When the U.S. Invests in the U.K.’s AI Future

Lately, the U.S. and the U.K. seem to be moving closer than ever. Donald Trump, who has always pushed his “America First” slogan, acts like a different person when he is in Britain. Surrounded by tech and finance giants, he announced a wave of investments in the U.K., unprecedented in scale: £150 billion in total, or about $200 billion.

Microsoft promised to spend £30 billion over the next four years on hyperscale data centers. Nvidia, about £11 billion, including direct investment in British companies and supplying 120,000 of its new B200 GPUs. Google, another £5 billion to expand its local data center and deepen DeepMind’s cooperation with the British government. Palantir pledged £1.5 billion for AI-powered defense systems. CoreWeave, with Nvidia being its significant investor, also announced £1.5 billion for an AI data center.

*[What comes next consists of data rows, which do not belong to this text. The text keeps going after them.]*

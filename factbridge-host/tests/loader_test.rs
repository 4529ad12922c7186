//! Integration tests for custom fact loading against a simulated runtime

mod common;

use common::capture_logs;
use factbridge_host::loader::{load_with, LoadOptions};
use factbridge_host::testing::{calls, CallLog, ModuleCall, RecordingModule, SimulatedRuntime};
use factbridge_host::{FactCollection, FactModule, FactValue, ForeignValue, Runtime, RubyFactModule};
use std::cell::Cell;
use std::fs;
use std::path::PathBuf;
use std::rc::Rc;
use tempfile::TempDir;

/// A module whose custom fact raises while resolving
struct RaisingModule<'a> {
    runtime: &'a dyn Runtime,
    observed: Rc<Cell<Option<ForeignValue>>>,
}

impl FactModule for RaisingModule<'_> {
    fn search(&mut self, _paths: &[PathBuf]) {}

    fn resolve_facts(&mut self) {
        self.observed.set(self.runtime.global_get("$stdout").ok());
        if let Err(e) = self.runtime.eval("raise 'custom fact failed'") {
            tracing::warn!("error while resolving custom fact: {}", e);
        }
    }
}

#[test]
fn test_stdout_restored_when_resolution_raises() {
    let runtime = SimulatedRuntime::new();
    runtime.fail_eval("raise", "custom fact failed");
    let stdout = runtime.global_get("$stdout").unwrap();
    let stderr = runtime.global_get("$stderr").unwrap();
    let mut facts = FactCollection::new();
    let observed = Rc::new(Cell::new(None));

    let shared = Rc::clone(&observed);
    let (_, logs) = capture_logs(|| {
        load_with(
            &runtime,
            &mut facts,
            LoadOptions::new(false, true),
            &[],
            move |runtime, _facts, _managed| {
                Ok(RaisingModule {
                    runtime,
                    observed: shared,
                })
            },
        )
    });

    assert_eq!(observed.get(), Some(stderr));
    assert_eq!(runtime.global_get("$stdout").unwrap(), stdout);
    assert!(logs.contains("custom fact failed"), "logs: {}", logs);
}

#[test]
fn test_redirect_is_active_during_resolution() {
    let runtime = SimulatedRuntime::new();
    let stderr = runtime.global_get("$stderr").unwrap();
    let stdout = runtime.global_get("$stdout").unwrap();
    let mut facts = FactCollection::new();
    let log = CallLog::default();

    let module_log = log.clone();
    load_with(
        &runtime,
        &mut facts,
        LoadOptions::new(false, true),
        &[PathBuf::from("/facts")],
        move |runtime, facts, managed| Ok(RecordingModule::new(runtime, facts, managed, module_log)),
    );

    assert!(calls(&log).contains(&ModuleCall::Resolve {
        stdout: Some(stderr)
    }));
    assert_eq!(runtime.global_get("$stdout").unwrap(), stdout);
}

#[test]
fn test_framework_failure_is_tolerated() {
    let runtime = SimulatedRuntime::new();
    runtime.fail_eval("require 'puppet'", "cannot load such file -- puppet");
    let mut facts = FactCollection::new();
    let log = CallLog::default();

    let module_log = log.clone();
    let (_, logs) = capture_logs(|| {
        load_with(
            &runtime,
            &mut facts,
            LoadOptions::new(true, false),
            &[PathBuf::from("/facts.d")],
            move |runtime, facts, managed| {
                Ok(RecordingModule::new(runtime, facts, managed, module_log)
                    .producing(vec![("custom".to_string(), FactValue::from("value"))]))
            },
        )
    });

    assert!(
        logs.contains(
            "Could not load the configuration framework; some facts may be unavailable: cannot load such file -- puppet"
        ),
        "logs: {}",
        logs
    );
    assert!(logs.contains("WARN"));
    assert!(calls(&log).contains(&ModuleCall::Search(vec![PathBuf::from("/facts.d")])));
    assert!(facts.contains("custom"));
}

#[test]
fn test_ruby_module_loads_directory() {
    let temp = TempDir::new().unwrap();
    fs::write(
        temp.path().join("role.rb"),
        "Facter.add(:role) { setcode { 'web' } }",
    )
    .unwrap();
    fs::write(temp.path().join("notes.txt"), "ignored").unwrap();

    let runtime = SimulatedRuntime::new();
    let name = runtime.string("role");
    let names = runtime.array(vec![name]);
    let web = runtime.string("web");
    runtime.on_eval("FactBridge.fact_names", names);
    runtime.on_eval("FactBridge.resolve", web);
    let facts_d = runtime.string("/etc/puppetlabs/facter/facts.d");
    let external = runtime.array(vec![facts_d]);
    runtime.on_eval("FactBridge.external_paths", external);

    let mut facts = FactCollection::new();
    facts.add("kernel", FactValue::from("Linux"));

    let external = load_with(
        &runtime,
        &mut facts,
        LoadOptions::new(false, true),
        &[temp.path().to_path_buf()],
        RubyFactModule::new,
    );

    let loads: Vec<_> = runtime
        .evaluated()
        .into_iter()
        .filter(|source| source.starts_with("FactBridge.load_file"))
        .collect();
    assert_eq!(loads.len(), 1);

    let role = facts.get("role").and_then(FactValue::as_foreign).expect("role fact");
    assert_eq!(role.value(), web);
    assert_eq!(facts.get("kernel").and_then(FactValue::as_str), Some("Linux"));
    assert_eq!(external, vec![PathBuf::from("/etc/puppetlabs/facter/facts.d")]);
}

Even Blackstone, a private equity giant, plans to pour in £90 billion mainly for data centers in the U.K.

On top of this, both countries signed the UK-U.S. Tech Prosperity Deal, a framework for deeper cooperation in AI, quantum, nuclear energy, and other key areas.

The British government says these projects will create more than 5,000 jobs and inject new energy into the economy. That’s not hard to believe. Data center construction is one of the most certain growth opportunities of the next five years, pulling along energy, chips, power grids, servers, even water systems.

But here’s the question: Why is America being so generous? Is it about helping Britain kickstart an “AI infrastructure boom”? Or is it about forging an AI alliance with the U.K.?

I don’t think it’s either of those, at least not at the core. Behind the show of generosity, Trump and the American tech giants are pursuing something else: a new round of global digital expansion. These companies, holding both capital and core technologies, build their presence through large-scale data center investments. What they’re really building is their own AI empire. “Mutual benefit” sounds nice, but in reality, this is America extending its reach.

The Business Opportunity Beneath AI Infrastructure

For companies like Microsoft and Blackstone, it makes perfect business sense. The new AI boom is like a fresh Industrial Revolution. Back then, power belonged to whoever controlled railroads, ships, and electricity networks. Today, the scarce, strategic resource is compute power, and data centers are its core.

By building these facilities in the U.K., American corporations lock themselves in as long-term service providers, earning steady profits from local and global customers.

And data centers are not easy to replicate. They’re expensive to build, difficult to operate, and naturally monopolistic, like power grids, highways, or water utilities. Once a company plants itself, competition becomes almost impossible for latecomers.

Even more, unlike railroads or highways, these AI facilities can’t simply be handed over to anyone. They must be run by the companies that built them. Which means the core of Britain’s digital economy may eventually sit in American hands.

A New Colonial Logic for the AI Era

Tech companies aren’t harmless little rabbits. They’re powerful, resource-hungry actors that can influence policy wherever they land. And AI companies, in particular, crave data and compute. The bigger the scale, the smarter the models, and the stronger their market position. It’s a textbook Matthew Effect, where the strong keep getting stronger. That’s why these giants are so eager to capture larger and more diverse data from around the world to feed their models.

Many countries don’t allow sensitive data to leave their borders, for reasons of sovereignty and privacy. So, the tech giants came up with a workaround: build data centers locally, and deploy AI services directly on-site. The data stays in the country, at least technically.

If you think about it, doesn’t this resemble the logic of old empires? Once upon a time, controlling trade routes and chokepoints, like the Strait of Malacca or the Suez Canal, meant controlling global trade, and by extension, pricing power. Today, it is data centers.

And data centers are more subtle. The data may stay within the country, but the operation of those data centers is in foreign hands, techniques like federated learning make it possible to train and optimize models across borders. The result: Britain’s most strategic resource, its data, quietly flows outward, while everything looks peaceful on the surface.

Handing over data centers to foreign companies comes with with long-term risks. In the short term, Britain gets jobs and investment. But long term? Its AI industry, and maybe its whole digital future, could be shaped by someone else.

Two hundred years ago, agricultural nations couldn’t resist the cannons and ironclads of industrial empires. Today, facing America’s AI expansion, other countries may find themselves equally powerless.

DeepMind, Britain’s only world-class AI company, is already acquired by Google. Europe’s situation isn’t much better: hundreds of millions of people, plenty of data, but no homegrown internet or AI infrastructure giants. The startup Mistral has promise, but so far it’s still small and almost invisible. Maybe Europe is the next stop on America’s expansion path.

In the middle of the AI wave, only those countries and companies with real strategic vision will be able to see through the patterns beneath the surface, grasp the key technologies, build their own computing infrastructure, and hold a position in the coming AI revolution.